Unless overturned on further appeal, the decision binds sellers of vehicles in Illinois, Wisconsin and Indiana, the three states covered by the 7th U.S. Circuit Court of Appeals.
Liz Neblett, a NHTSA public affairs officer in Washington, said, 'We are aware of the case but were not named in the suit. We are looking at the situation to see what, if anything, should be done in the future.'
The decision means a seller must provide an odometer disclosure statement to the purchaser of any car or truck, regardless of age, according to Christopher Langone, who argued the appeal for Chicago Car Exchange. His client specializes in classic and antique vehicles.
'Dealerships, whether new or used, should give a disclosure statement with every transaction,' Langone said.

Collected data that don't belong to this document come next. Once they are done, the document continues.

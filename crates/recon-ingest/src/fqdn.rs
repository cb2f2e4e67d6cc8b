//! Logical source name to physical object resolution.
//!
//! ```json
//! {"sources": {
//!   "SECURITY_MASTER": {
//!     "aliases": ["SEC_MASTER"],
//!     "default": {"fqdn": "ANALYTICS_{ENV}.CORE.SECURITY_MASTER", "object_kind": "VIEW"},
//!     "environments": {"PROD": {"fqdn": "ANALYTICS.CORE.SECURITY_MASTER", "object_kind": "TABLE"}}
//!   }
//! }}
//! ```

use std::collections::{BTreeMap, BTreeSet};
use std::path::Path;

use recon_map::{CollaboratorError, TargetResolver};
use recon_model::{ObjectKind, PhysicalTarget};
use serde::{Deserialize, Serialize};

use crate::error::{IngestError, Result};
use crate::json::read_json;

const ENV_PLACEHOLDER: &str = "{ENV}";

#[derive(Debug, Deserialize)]
struct RawResolverFile {
    #[serde(default)]
    sources: BTreeMap<String, RawSource>,
}

#[derive(Debug, Deserialize)]
struct RawSource {
    #[serde(default)]
    aliases: Vec<String>,
    #[serde(default)]
    default: Option<RawTarget>,
    #[serde(default)]
    environments: BTreeMap<String, RawTarget>,
}

#[derive(Debug, Deserialize)]
struct RawTarget {
    fqdn: String,
    #[serde(default = "default_kind")]
    object_kind: String,
}

fn default_kind() -> String {
    ObjectKind::Table.to_string()
}

/// Resolution rules of one logical source.
#[derive(Debug, Clone, PartialEq, Eq)]
pub struct SourceEntry {
    /// Canonical upper-case name as written in the file.
    pub name: String,
    pub default: Option<PhysicalTarget>,
    /// Keyed by upper-case environment name.
    pub environments: BTreeMap<String, PhysicalTarget>,
}

impl SourceEntry {
    fn resolve(&self, environment: &str) -> Option<PhysicalTarget> {
        let environment = environment.trim().to_uppercase();
        if let Some(target) = self.environments.get(&environment) {
            return Some(target.clone());
        }
        self.default.as_ref().map(|target| {
            PhysicalTarget::new(
                target.fqdn.replace(ENV_PLACEHOLDER, &environment),
                target.object_kind,
            )
        })
    }

    fn describe(&self) -> String {
        let mut targets: Vec<String> = Vec::new();
        if let Some(default) = &self.default {
            targets.push(default.fqdn.clone());
        }
        targets.extend(
            self.environments
                .iter()
                .map(|(env, target)| format!("{env}: {}", target.fqdn)),
        );
        targets.join(", ")
    }
}

/// Case-insensitive, environment-aware source resolver.
#[derive(Debug, Clone, Default)]
pub struct FqdnResolver {
    entries: Vec<SourceEntry>,
    /// Upper-cased name or alias to entry index.
    index: BTreeMap<String, usize>,
}

impl FqdnResolver {
    pub fn load(path: &Path) -> Result<Self> {
        let raw: RawResolverFile = read_json(path)?;
        let resolver = Self::from_raw(raw, path)?;
        tracing::info!(
            path = %path.display(),
            sources = resolver.entries.len(),
            "loaded source resolver"
        );
        Ok(resolver)
    }

    fn from_raw(raw: RawResolverFile, path: &Path) -> Result<Self> {
        let mut resolver = Self::default();
        for (name, source) in raw.sources {
            let parse_target = |target: RawTarget| -> Result<PhysicalTarget> {
                let object_kind =
                    target
                        .object_kind
                        .parse()
                        .map_err(|_| IngestError::InvalidValue {
                            field: "object_kind".to_string(),
                            value: target.object_kind.clone(),
                            path: path.to_path_buf(),
                        })?;
                Ok(PhysicalTarget::new(target.fqdn.trim(), object_kind))
            };

            let default = source.default.map(&parse_target).transpose()?;
            let mut environments = BTreeMap::new();
            for (env, target) in source.environments {
                environments.insert(env.trim().to_uppercase(), parse_target(target)?);
            }
            let entry = SourceEntry {
                name: name.trim().to_uppercase(),
                default,
                environments,
            };

            let position = resolver.entries.len();
            let names = std::iter::once(entry.name.clone())
                .chain(source.aliases.iter().map(|a| a.trim().to_uppercase()))
                .filter(|n| !n.is_empty());
            for lookup in names {
                if resolver.index.insert(lookup.clone(), position).is_some() {
                    return Err(IngestError::DuplicateSource {
                        name: lookup,
                        path: path.to_path_buf(),
                    });
                }
            }
            resolver.entries.push(entry);
        }
        Ok(resolver)
    }

    pub fn entries(&self) -> &[SourceEntry] {
        &self.entries
    }

    pub fn entry(&self, logical_source: &str) -> Option<&SourceEntry> {
        self.index
            .get(&logical_source.trim().to_uppercase())
            .map(|&i| &self.entries[i])
    }

    /// Resolve `logical_source` for `environment`; `None` when absent there.
    pub fn lookup(&self, logical_source: &str, environment: &str) -> Option<PhysicalTarget> {
        self.entry(logical_source)?.resolve(environment)
    }

    /// Compare documented source tables against the resolver entries.
    pub fn validate_sources<I, S>(&self, documented_sources: I) -> SourceValidation
    where
        I: IntoIterator<Item = S>,
        S: AsRef<str>,
    {
        let mut report = SourceValidation::default();
        let mut used = BTreeSet::new();
        let sources: BTreeSet<String> = documented_sources
            .into_iter()
            .map(|s| s.as_ref().trim().to_string())
            .filter(|s| !s.is_empty())
            .collect();

        for source in sources {
            match self.index.get(&source.to_uppercase()) {
                Some(&i) => {
                    used.insert(i);
                    report.mapped.push(MappedSource {
                        source,
                        entry: self.entries[i].name.clone(),
                        targets: self.entries[i].describe(),
                    });
                }
                None => report.unmapped.push(source),
            }
        }
        report.unused = self
            .entries
            .iter()
            .enumerate()
            .filter(|(i, _)| !used.contains(i))
            .map(|(_, entry)| format!("{} -> {}", entry.name, entry.describe()))
            .collect();
        report
    }
}

impl TargetResolver for FqdnResolver {
    fn resolve(
        &self,
        logical_source: &str,
        environment: &str,
    ) -> std::result::Result<Option<PhysicalTarget>, CollaboratorError> {
        Ok(self.lookup(logical_source, environment))
    }
}

/// A documented source that the resolver knows.
#[derive(Debug, Clone, PartialEq, Eq, Serialize)]
pub struct MappedSource {
    pub source: String,
    pub entry: String,
    pub targets: String,
}

/// Result of [`FqdnResolver::validate_sources`]; every list is sorted.
#[derive(Debug, Clone, Default, PartialEq, Eq, Serialize)]
pub struct SourceValidation {
    pub mapped: Vec<MappedSource>,
    /// Documented sources with no resolver entry.
    pub unmapped: Vec<String>,
    /// Resolver entries no documented source refers to.
    pub unused: Vec<String>,
}

impl SourceValidation {
    pub fn is_complete(&self) -> bool {
        self.unmapped.is_empty()
    }
}
impl<'a> ReconciliationEngine<'a> {
    pub fn new(config: EngineConfig, collaborators: Collaborators<'a>) -> Self {
        Self {
            config,
            collaborators,
        }
    }

    pub fn config(&self) -> &EngineConfig {
        &self.config
    }

    /// Process every page in every configured environment.
    ///
    /// Unit-local failures end up in the report. Only an unavailable
    /// collaborator or an unreadable store aborts the run.
    pub fn run(&self, store: &mut dyn MappingStore, clock: &dyn Clock) -> Result<RunReport> {
        let existing = store.records().map_err(ReconError::Store)?;
        debug!(records = existing.len(), "mapping store opened");

        let page_ids = self
            .collaborators
            .documentation
            .page_ids()
            .map_err(ReconError::CollaboratorUnavailable)?;
        info!(
            pages = page_ids.len(),
            environments = ?self.config.environments,
            strategy = %self.config.matcher.match_strategy,
            threshold = self.config.matcher.match_threshold,
            exact_match_only = self.config.matcher.exact_match_only,
            "starting reconciliation"
        );

        let mut report = RunReport {
            environments: self.config.environments.clone(),
            ..RunReport::default()
        };

        for page_id in page_ids {
            let page = match self.collaborators.documentation.documented_page(&page_id) {
                Ok(page) => page,
                Err(err) if err.is_unavailable() => {
                    return Err(ReconError::CollaboratorUnavailable(err));
                }
                Err(err) => {
                    error!(page_id = %page_id, error = %err, "failed to load documented page");
                    for env in &self.config.environments {
                        report.push(
                            UnitOutcome::new(
                                &page_id,
                                env,
                                None,
                                UnitAction::Failed {
                                    message: err.to_string(),
                                },
                            )
                            .with_notes("page skipped"),
                        );
                    }
                    continue;
                }
            };

            let span = info_span!("page", page_id = %page.page_id);
            let _guard = span.enter();
            for env in &self.config.environments {
                let outcomes = self.reconcile_page(&page, env, store, clock)?;
                report.units.extend(outcomes);
            }
            report.pages_processed += 1;
        }

        let counts = report.counts();
        info!(
            pages = report.pages_processed,
            exact = counts.mapped_exact,
            fuzzy = counts.mapped_fuzzy,
            low_score = counts.unmapped_low_score,
            not_exact = counts.unmapped_not_exact,
            unchanged = counts.unchanged,
            overrides = counts.override_kept,
            deactivated = counts.deactivated,
            skipped = counts.skipped,
            failed = counts.failed,
            "reconciliation finished"
        );
        Ok(report)
    }

    /// One (page, environment) pass followed by its orphan sweep and a store flush.
    ///
    /// When the flush fails, every unit of the pass that wrote a record is
    /// reported as failed.
    pub fn reconcile_page(
        &self,
        page: &DocumentedPage,
        environment: &str,
        store: &mut dyn MappingStore,
        clock: &dyn Clock,
    ) -> Result<Vec<UnitOutcome>> {
        let span = info_span!("environment", environment = %environment);
        let _guard = span.enter();

        let documented = page.documented_target_names();
        let mut outcomes = Vec::new();
        let mut prepared: BTreeMap<String, Preparation> = BTreeMap::new();
        let mut touched: BTreeSet<MappingScope> = BTreeSet::new();
        let mut seen: BTreeSet<&str> = BTreeSet::new();

        for column in page.columns_to_map() {
            let target = column.target_field_name.as_str();
            let unit = |action: UnitAction| {
                UnitOutcome::new(&page.page_id, environment, Some(target.to_string()), action)
            };

            if target.trim().is_empty() {
                outcomes.push(unit(UnitAction::Skipped(SkipReason::NoTargetName)));
                continue;
            }
            if !seen.insert(target) {
                warn!(column = %target, "target documented more than once; later entry ignored");
                outcomes.push(unit(UnitAction::Skipped(SkipReason::DuplicateTarget)));
                continue;
            }
            let source = column.source_table.trim().to_uppercase();
            if source.is_empty() {
                info!(column = %target, "no source table documented");
                outcomes.push(unit(UnitAction::Skipped(SkipReason::NoSourceTable)));
                continue;
            }

            let preparation = match prepared.get(&source) {
                Some(preparation) => preparation.clone(),
                None => {
                    let preparation = match self.prepare(&source, environment) {
                        Ok(preparation) => preparation,
                        Err(err) if err.is_unavailable() => {
                            return Err(ReconError::CollaboratorUnavailable(err));
                        }
                        Err(err) => {
                            error!(source = %source, error = %err, "failed to resolve physical target");
                            Preparation::Failed(err.to_string())
                        }
                    };
                    prepared.insert(source.clone(), preparation.clone());
                    preparation
                }
            };

            let prepared_target = match preparation {
                Preparation::Ready(prepared_target) => prepared_target,
                Preparation::Skip(reason) => {
                    let notes = reason.to_string();
                    outcomes.push(unit(UnitAction::Skipped(reason)).with_notes(notes));
                    continue;
                }
                Preparation::Failed(message) => {
                    outcomes.push(
                        unit(UnitAction::Failed {
                            message: message.clone(),
                        })
                        .with_notes(message),
                    );
                    continue;
                }
            };

            let scope = MappingScope::new(
                &page.page_id,
                &prepared_target.target.fqdn,
                environment,
                prepared_target.target.object_kind,
            );
            touched.insert(scope.clone());
            outcomes.push(
                self.reconcile_column(column, &scope, &prepared_target, store, clock.now())
                    .in_scope(&scope),
            );
        }

        let mut scopes = touched;
        match store.scopes(&page.page_id, environment) {
            Ok(stored) => scopes.extend(stored),
            Err(err) => {
                error!(error = %err, "failed to list stored scopes; sweeping resolved scopes only");
                outcomes.push(
                    UnitOutcome::new(
                        &page.page_id,
                        environment,
                        None,
                        UnitAction::Failed {
                            message: err.to_string(),
                        },
                    )
                    .with_notes("stored scopes not swept"),
                );
            }
        }
        for scope in &scopes {
            outcomes.extend(sweep_orphans(store, scope, &documented, clock.now()));
        }

        if let Err(err) = store.flush() {
            error!(error = %err, "failed to save mapping store; pass discarded");
            let message = err.to_string();
            for outcome in outcomes.iter_mut().filter(|o| o.action.writes_record()) {
                outcome.action = UnitAction::Failed {
                    message: message.clone(),
                };
                outcome.notes.clone_from(&message);
            }
        }

        Ok(outcomes)
    }

    fn reconcile_column(
        &self,
        column: &DocumentedColumn,
        scope: &MappingScope,
        prepared: &PreparedTarget,
        store: &mut dyn MappingStore,
        now: DateTime<Utc>,
    ) -> UnitOutcome {
        let target = column.target_field_name.clone();
        let key = scope.key(target.clone());
        let failed = |message: String| {
            UnitOutcome::new(
                &scope.page_id,
                &scope.environment,
                Some(target.clone()),
                UnitAction::Failed {
                    message: message.clone(),
                },
            )
            .with_notes(message)
        };

        let existing = match store.get(&key) {
            Ok(existing) => existing,
            Err(err) => {
                error!(key = %key, error = %err, "failed to read mapping record");
                return failed(err.to_string());
            }
        };

        let resolved_type = self.resolve_type(column);
        let physical = PhysicalContext {
            snapshot: &prepared.snapshot,
            columns: &prepared.columns,
            resolved_type: resolved_type.as_deref(),
        };
        let decision = decide(
            existing.as_ref(),
            key,
            column,
            physical,
            &self.config.matcher,
            now,
        );

        let notes = decision.record.notes.clone();
        let status = decision.record.status;
        let matched = decision.record.matched_column.clone();
        let score = decision.record.match_score;
        let action = decision.action;
        if let Err(err) = store.upsert(decision.record) {
            error!(column = %target, error = %err, "failed to persist mapping record");
            return failed(err.to_string());
        }

        match (&action, status) {
            (UnitAction::Matched { .. }, MappingStatus::MappedExact | MappingStatus::MappedFuzzy) => {
                info!(column = %target, matched = ?matched, score = ?score, status = %status, "mapped column");
            }
            (UnitAction::Matched { .. }, _) => {
                warn!(column = %target, score = ?score, status = %status, "column not mapped");
            }
            (UnitAction::OverrideKept, _) => {
                debug!(column = %target, "manual override kept");
            }
            _ => debug!(column = %target, "definition unchanged; mapping kept"),
        }

        UnitOutcome::new(&scope.page_id, &scope.environment, Some(target), action).with_notes(notes)
    }

    fn resolve_type(&self, column: &DocumentedColumn) -> Option<String> {
        let resolver = self.collaborators.types?;
        let (resolved, warnings) = resolver.resolve_type(&column.documented_type);
        for warning in warnings {
            warn!(column = %column.target_field_name, "{warning}");
        }
        Some(resolved)
    }

    fn prepare(
        &self,
        source: &str,
        environment: &str,
    ) -> std::result::Result<Preparation, CollaboratorError> {
        let Some(target) = self.collaborators.resolver.resolve(source, environment)? else {
            info!(source = %source, "no physical object for this environment; skipping");
            return Ok(Preparation::Skip(SkipReason::Unresolved {
                source_table: source.to_string(),
            }));
        };

        let snapshot = self
            .collaborators
            .definitions
            .definition(&target, environment)?
            .filter(|snapshot| !snapshot.is_empty());
        let Some(snapshot) = snapshot else {
            warn!(fqdn = %target.fqdn, "no physical definition; skipping");
            return Ok(Preparation::Skip(SkipReason::NoDefinition {
                fqdn: target.fqdn,
            }));
        };

        let columns = self.collaborators.extractor.extract_columns(&snapshot.text)?;
        if columns.is_empty() {
            warn!(fqdn = %target.fqdn, "no columns extracted from definition; skipping");
            return Ok(Preparation::Skip(SkipReason::NoColumns { fqdn: target.fqdn }));
        }

        debug!(fqdn = %target.fqdn, kind = %target.object_kind, columns = columns.len(), "resolved physical target");
        Ok(Preparation::Ready(Rc::new(PreparedTarget {
            target,
            snapshot,
            columns,
        })))
    }
}
//! Column reconciliation engine.
//!
//! Maps documented columns onto the physical columns of warehouse objects,
//! one (page, environment) pass at a time:
//!
//! - [`matcher`] scores candidates and classifies the best one,
//! - [`engine`] applies the override guard and the unchanged-definition gate
//!   before matching, then commits each unit to a [`MappingStore`],
//! - [`orphan`] retires records whose column left the documentation,
//! - [`overrides`] holds the human edit operations.

#![deny(unsafe_code)]

pub mod clock;
pub mod collab;
pub mod engine;
pub mod error;
pub mod matcher;
pub mod orphan;
pub mod overrides;
pub mod report;
pub mod repository;
pub mod score;
pub mod store;

pub use clock::{Clock, FixedClock, SystemClock};
pub use collab::{
    Collaborators, ColumnExtractor, DefinitionSource, DocumentationSource, TargetResolver,
    TypeResolver,
};
pub use engine::{Decision, EngineConfig, PhysicalContext, ReconciliationEngine, decide};
pub use error::{CollaboratorError, ConfigError, ReconError, Result, StoreError};
pub use matcher::{BestMatch, DEFAULT_MATCH_THRESHOLD, MatchOutcome, MatcherConfig, extract_one};
pub use orphan::{OrphanDecision, orphan_decision, sweep_orphans};
pub use overrides::{clear_override, set_override};
pub use report::{ActionCounts, RunReport, SkipReason, UnitAction, UnitOutcome};
pub use repository::JsonMappingRepository;
pub use store::{InMemoryMappingStore, MappingStore};
//! Redis server clients for the quorum lock manager.
//!
//! Provides [`RedisScriptClient`], a fred-backed implementation of the
//! manager's server-client capability, and [`RedisRedlockBuilder`], which
//! connects a set of independent Redis servers and assembles a ready
//! `Redlock` manager over them.

mod client;
mod provider;

pub use client::RedisScriptClient;
pub use provider::{ConnectError, RedisRedlockBuilder};
//! Benchmarks for quorum round-trip overhead

use std::time::Duration;

use criterion::{Criterion, criterion_group, criterion_main};
use quorum_lock::{Redlock, ScriptArg, ScriptClient};

/// Loopback participant: every script covers every key instantly, so the
/// measurements isolate the manager's own bookkeeping.
#[derive(Clone)]
struct LoopbackClient;

impl ScriptClient for LoopbackClient {
    type Error = std::io::Error;

    async fn evaluate(
        &self,
        _script: &str,
        keys: &[String],
        _args: &[ScriptArg],
    ) -> Result<i64, Self::Error> {
        Ok(keys.len() as i64)
    }

    async fn quit(&self) -> Result<(), Self::Error> {
        Ok(())
    }
}

fn bench_quorum_round_trips(c: &mut Criterion) {
    let manager = Redlock::new(vec![LoopbackClient, LoopbackClient, LoopbackClient]).unwrap();

    let mut group = c.benchmark_group("quorum_lock");
    group.bench_function("acquire_release", |b| {
        b.to_async(tokio::runtime::Runtime::new().unwrap())
            .iter(|| async {
                let lock = manager
                    .acquire("bench-resource", Duration::from_secs(1))
                    .await
                    .unwrap();
                lock.unlock().await.unwrap();
            });
    });

    group.bench_function("acquire_extend_release", |b| {
        b.to_async(tokio::runtime::Runtime::new().unwrap())
            .iter(|| async {
                let mut lock = manager
                    .acquire("bench-resource", Duration::from_secs(1))
                    .await
                    .unwrap();
                lock.extend(Duration::from_secs(1)).await.unwrap();
                lock.unlock().await.unwrap();
            });
    });

    group.finish();
}

criterion_group!(benches, bench_quorum_round_trips);
criterion_main!(benches);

In the same decision, however, the appeals court said plaintiff David Diersen cannot press his odometer fraud claim against Chicago Car Exchange. In 1984, he paid $16,790 for a 1968 Dodge Charger R/T.
He failed to present evidence that the dealership deliberately misrepresented the car's mileage, the 7th Circuit panel said.
Diersen, an auditor for the federal government, contended the disclosure statement he received falsely listed about 22,600 original miles. Instead, he asserted, the actual mileage was about 75,000.
The dealership denied that the statement was inaccurate and said it had no reason to disbelieve the sworn statement of the seller.
Diersen turned down the dealership's offer to refund the full purchase price. A judge dismissed the lawsuit without trial. Diersen, representing himself, appealed.
In the new decision, Appeals Judge John Coffey rejected the dealership's argument that the Odometer Act doesn't cover vehicles more than 10 years old.
The 1988 NHTSA regulation purporting to exempt such vehicles is invalid, according to the court. 'The text of the law does not, either explicitly or implicitly, exempt any class of motor vehicles from its odometer disclosure requirements,' the appeals court said.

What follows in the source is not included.